Thinking back on it, I think he might have been gone as soon as he hit the floor at home. An autopsy was done that said he had an enlarged heart along with a few other issues. So, he apparently had a heart attack when he fell. I have no concept of the length of time that he was on the floor before I called and reacted. I just hope and pray that if I took too long, that wasn’t part of why he didn’t make it.
So there is guilt about that as well. And, during that recent middle of the night when I was already not feeling well, it reared its ugly head. I still feel I should have done more, reacted sooner, called earlier, whatever. But would that have actually made a difference?
I don’t know, but it is something that I continue to think about. And, I continue to ask my love to forgive me for failing him since that is what it feels like I did. I hope that I can one day forgive myself and realize that I truly did all that I could. That it was, in fact, his time to go, despite what I wanted.
I do know that 10 or more people worked on him between who came to our house, in the ambulance and the staff at the hospital. They all tried to revive him but had no luck that would actually stick. And that is heartbreaking.
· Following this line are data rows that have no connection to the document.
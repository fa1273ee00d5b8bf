//! Interaction tests: slides, switch and Sorry! across every pair of colors.

use sorry_engine::board::{ring_add, slide_start, SLIDE_LENGTH};
use sorry_engine::{
    home_entry_allowed, move_pawn, EventLog, GameConfig, GameEvent, GameState,
    InteractionResolver, MoveError, PawnRef, PlayerId, Position,
};

fn state() -> GameState {
    let _ = env_logger::builder().is_test(true).try_init();
    GameState::new(&GameConfig::default().with_seed(99))
}

/// A pawn landing on another color's slide start ends four tiles on and
/// clears every pawn on the way, the slide's own color included.
#[test]
fn test_slide_determinism_all_pairs() {
    for owner in PlayerId::all() {
        for mover in PlayerId::all().filter(|&p| p != owner) {
            let mut state = state();
            let start = slide_start(owner);
            let pawn = PawnRef::new(mover, 0);
            let owners_pawn = PawnRef::new(owner, 2);
            let third = PlayerId::all().find(|&p| p != owner && p != mover).unwrap();
            let at_end = PawnRef::new(third, 1);
            let end = ring_add(start, i32::from(SLIDE_LENGTH));

            state.place_pawn(pawn, Position::Track(ring_add(start, -3)));
            state.place_pawn(owners_pawn, Position::Track(ring_add(start, 2)));
            state.place_pawn(at_end, Position::Track(end));
            let mut events = EventLog::new();

            let allow = home_entry_allowed(&state, pawn, 3);
            let landed = move_pawn(&mut state, pawn, 3, allow, &mut events).unwrap();

            assert_eq!(landed, Position::Track(end), "{} on {}'s slide", mover, owner);
            assert_eq!(state.pawn(owners_pawn).position, Position::Start);
            assert_eq!(state.pawn(at_end).position, Position::Start);
            assert!(events.events().contains(&GameEvent::SlideTriggered {
                pawn,
                from: start,
                to: end,
                slide_owner: owner,
            }));
        }
    }
}

/// Landing on your own color's slide start does nothing special.
#[test]
fn test_own_slide_is_inert() {
    for player in PlayerId::all() {
        let mut state = state();
        let pawn = PawnRef::new(player, 0);
        let start = slide_start(player);
        state.place_pawn(pawn, Position::Track(ring_add(start, -2)));
        state.place_pawn(PawnRef::new(player.next(), 0), Position::Track(ring_add(start, 2)));

        let allow = home_entry_allowed(&state, pawn, 2);
        let landed = move_pawn(&mut state, pawn, 2, allow, &mut EventLog::new()).unwrap();

        assert_eq!(landed, Position::Track(start));
        assert_eq!(
            state.pawn(PawnRef::new(player.next(), 0)).position,
            Position::Track(ring_add(start, 2))
        );
    }
}

/// A slide's first tile bump is reported before the slide carries the pawn on.
#[test]
fn test_bump_then_slide_order() {
    let mut state = state();
    let mover = PawnRef::new(PlayerId::new(0), 0);
    let on_start = PawnRef::new(PlayerId::new(2), 0);
    let on_path = PawnRef::new(PlayerId::new(3), 0);
    state.place_pawn(mover, Position::Track(12));
    state.place_pawn(on_start, Position::Track(16));
    state.place_pawn(on_path, Position::Track(18));
    let mut events = EventLog::new();

    move_pawn(&mut state, mover, 4, false, &mut events).unwrap();

    let kinds: Vec<&str> = events
        .events()
        .iter()
        .map(|e| match e {
            GameEvent::PawnMoved { .. } => "moved",
            GameEvent::PawnBumped { .. } => "bumped",
            GameEvent::SlideTriggered { .. } => "slide",
            _ => "other",
        })
        .collect();
    assert_eq!(kinds, vec!["moved", "bumped", "slide", "bumped"]);
    assert_eq!(state.pawn(mover).position, Position::Track(20));
}

/// Switch exchanges tiles and never triggers bump or slide.
#[test]
fn test_switch_onto_slide_start() {
    let mut state = state();
    let mine = PawnRef::new(PlayerId::new(1), 0);
    let theirs = PawnRef::new(PlayerId::new(2), 0);
    let bystander = PawnRef::new(PlayerId::new(3), 0);
    state.place_pawn(mine, Position::Track(40));
    state.place_pawn(theirs, Position::Track(46));
    state.place_pawn(bystander, Position::Track(48));
    let mut events = EventLog::new();

    InteractionResolver::switch(&mut state, mine, theirs, &mut events).unwrap();

    assert_eq!(state.pawn(mine).position, Position::Track(46));
    assert_eq!(state.pawn(theirs).position, Position::Track(40));
    assert_eq!(state.pawn(bystander).position, Position::Track(48));
    assert_eq!(events.len(), 1);
}

/// Sorry! needs both a Start pawn and an opposing track pawn.
#[test]
fn test_sorry_preconditions() {
    let mut state = state();
    let green = PlayerId::new(3);
    let mut events = EventLog::new();

    assert_eq!(
        InteractionResolver::sorry_available(&state, green),
        Err(MoveError::NoOpponentOnTrack)
    );

    // Opponents in their home stretch are out of reach.
    state.place_pawn(PawnRef::new(PlayerId::new(0), 0), Position::HomeStretch(2));
    assert_eq!(
        InteractionResolver::sorry_available(&state, green),
        Err(MoveError::NoOpponentOnTrack)
    );

    let target = PawnRef::new(PlayerId::new(1), 3);
    state.place_pawn(target, Position::Track(7));
    let pawn = InteractionResolver::sorry(&mut state, green, target, &mut events).unwrap();

    assert_eq!(pawn, PawnRef::new(green, 0));
    assert_eq!(state.pawn(pawn).position, Position::Track(7));
    assert_eq!(state.pawn(target).position, Position::Start);
    assert_eq!(
        InteractionResolver::sorry(&mut state, green, pawn, &mut events),
        Err(MoveError::NotAnOpponent)
    );
}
We had plans; we had just talked about some changes in our life the day before he passed away. He was excited about them and looking forward to what came next. I am not sure he had any idea of what was coming. He didn’t feel well but we thought it was a cold and allergy issues that we all were dealing with. We thought there was time the next day to take him to the doctor.
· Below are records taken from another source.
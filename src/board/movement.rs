//! Movement primitives.
//!
//! Every card power bottoms out in two operations:
//!
//! - [`move_pawn`]: advance or retreat an on-board pawn by a signed
//!   number of spaces, diverting into the home stretch when allowed
//! - [`move_from_start`]: put a Start pawn on its start tile
//!
//! Both validate first and change nothing on failure. A move that ends
//! on the track then runs bump and slide resolution, in that order.
//!
//! [`plan_move`] is the validation half of `move_pawn` on its own, used
//! to work out which pawns a card can legally move before asking the
//! player to pick one.

use crate::core::{GameState, PlayerId};
use crate::effects::InteractionResolver;
use crate::error::MoveError;
use crate::events::{EventLog, GameEvent};

use super::position::{PawnRef, Position};
use super::topology::{forward_distance, ring_add, STRETCH_LENGTH};

/// Stretch cell `index`, or Home once the index runs past the last cell.
fn stretch_or_home(index: i32) -> Position {
    if index >= i32::from(STRETCH_LENGTH) {
        Position::Home
    } else {
        Position::HomeStretch(index as u8)
    }
}

/// Whether a forward path of `delta` spaces from `tile` passes over `mark`.
fn passes(tile: u8, delta: i32, mark: u8) -> bool {
    delta > 0 && i32::from(forward_distance(tile, mark)) <= delta
}

/// Whether a move of `delta` spaces may divert `pawn` into its home stretch.
///
/// The home-entry tile sits just past the start tile, so a pawn fresh
/// out of Start must go round the ring first. Diversion is allowed once
/// the pawn has passed its own start tile moving forward, either earlier
/// (`lapped`) or on this very move.
#[must_use]
pub fn home_entry_allowed(state: &GameState, pawn: PawnRef, delta: i32) -> bool {
    let p = state.pawn(pawn);
    let start = state.player(pawn.player).start_tile();
    match p.position {
        Position::Track(tile) => {
            delta > 0 && (p.lapped || passes(tile, delta, start))
        }
        _ => false,
    }
}

/// Where `pawn` would land moving `delta` spaces, before bump or slide.
///
/// Fails without touching the state if the pawn is at Start or Home, if
/// a retreat would leave the stretch through its entrance, or if the
/// landing cell holds another pawn of the same player.
pub fn plan_move(
    state: &GameState,
    pawn: PawnRef,
    delta: i32,
    allow_home_entry: bool,
) -> Result<Position, MoveError> {
    let dest = match state.pawn(pawn).position {
        Position::Start | Position::Home => return Err(MoveError::NotOnBoard),
        Position::HomeStretch(k) => {
            let next = i32::from(k) + delta;
            if next < 0 {
                return Err(MoveError::StretchUnderflow);
            }
            stretch_or_home(next)
        }
        Position::Track(tile) => {
            let entry = state.player(pawn.player).home_entry_tile();
            let distance = i32::from(forward_distance(tile, entry));
            if allow_home_entry && delta > 0 && distance <= delta {
                stretch_or_home(delta - distance)
            } else {
                Position::Track(ring_add(tile, delta))
            }
        }
    };

    if let Some(other) = state.own_pawn_at(pawn.player, dest) {
        if other != pawn.pawn {
            return Err(MoveError::BlockedByOwnPawn(dest));
        }
    }
    Ok(dest)
}

/// Move an on-board pawn `delta` spaces (negative retreats).
///
/// Returns where the pawn finally stands, after any slide.
pub fn move_pawn(
    state: &mut GameState,
    pawn: PawnRef,
    delta: i32,
    allow_home_entry: bool,
    events: &mut EventLog,
) -> Result<Position, MoveError> {
    let dest = plan_move(state, pawn, delta, allow_home_entry)?;
    let from = state.pawn(pawn).position;
    let start = state.player(pawn.player).start_tile();

    let p = state.pawn_mut(pawn);
    if let Position::Track(tile) = from {
        if passes(tile, delta, start) {
            p.lapped = true;
        }
    }
    p.position = dest;
    events.push(GameEvent::PawnMoved { pawn, from, to: dest });

    match dest {
        Position::Home => events.push(GameEvent::ReachedHome { pawn }),
        Position::Track(tile) => land(state, pawn, tile, events),
        Position::Start | Position::HomeStretch(_) => {}
    }
    Ok(state.pawn(pawn).position)
}

/// The pawn `move_from_start` would use, if it can enter.
pub fn plan_from_start(state: &GameState, player: PlayerId) -> Result<usize, MoveError> {
    let index = state
        .first_pawn_in_start(player)
        .ok_or(MoveError::NoPawnInStart)?;
    let entry = Position::Track(state.player(player).start_tile());
    if state.own_pawn_at(player, entry).is_some() {
        return Err(MoveError::BlockedByOwnPawn(entry));
    }
    Ok(index)
}

/// Put `player`'s lowest-indexed Start pawn on its start tile.
pub fn move_from_start(
    state: &mut GameState,
    player: PlayerId,
    events: &mut EventLog,
) -> Result<PawnRef, MoveError> {
    let index = plan_from_start(state, player)?;
    let pawn = PawnRef::new(player, index);
    let tile = state.player(player).start_tile();

    state.pawn_mut(pawn).position = Position::Track(tile);
    events.push(GameEvent::PawnEntered { pawn, tile });
    land(state, pawn, tile, events);
    Ok(pawn)
}

/// Landing rules for a pawn that just arrived on `tile`.
fn land(state: &mut GameState, pawn: PawnRef, tile: u8, events: &mut EventLog) {
    InteractionResolver::bump(state, pawn, tile, events);
    InteractionResolver::slide(state, pawn, tile, events);
}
So this year on that Sunday night, after crying and thinking about everything from that awful day, I was finally able to settle down and rest. The next day continued as a normal school day. It was still hard and full of emotions, but I made it though. I was able to see the good in our lives and move forward.
I have talked with other people who have also lost loved ones. A few of them also feel some guilt about wishing more could have been done or an opportunity was missed, or that it was bad timing. That seems to be part of the grief process of the denial, anger, bargaining, depression, and eventual acceptance.
Friends and family regularly ask me how I am doing. Some days, I am able to say pretty well. But other days, I am broken and sad and not sure what to do with myself. So, I cry, I pray, and I think about a lovely memory with Kirk. I try to remember that he is not in pain, that he wouldn’t have liked living as any less than the man that he was. It is comforting to know that he is in Heaven waiting to see us again. That is my comfort in this journey that continues to ebb and flow.
I am still a work in progress and probably will be for a long time to come. It helps me to write about my feelings and to share them. And, crying also helps. It also helps to talk about Kirk, to see his picture, to laugh at a memory or a story that he told us, to laugh at jokes he told, and to tell Ian what a wonderful man his dad was.
Ian is growing into someone who Kirk would be very proud of. He has so much of his dad in him. That is a blessing and something I treasure. Still I wish his dad was actually here to see it. I continue to be reminded of all of the things that he is missing and that is a challenge.
If you too are grieving, may you find support, may you have healing, and may you find your way. May you know that some days will hurt like hell. May you know that some days will be full of regret and guilt but that some will have hope and joy.
May we live in honor or those who are no longer with us. May we make the most of the time we have with our loved ones. May we be thankful for another day. May we have healing on our path of grief. And may God continue to bless us.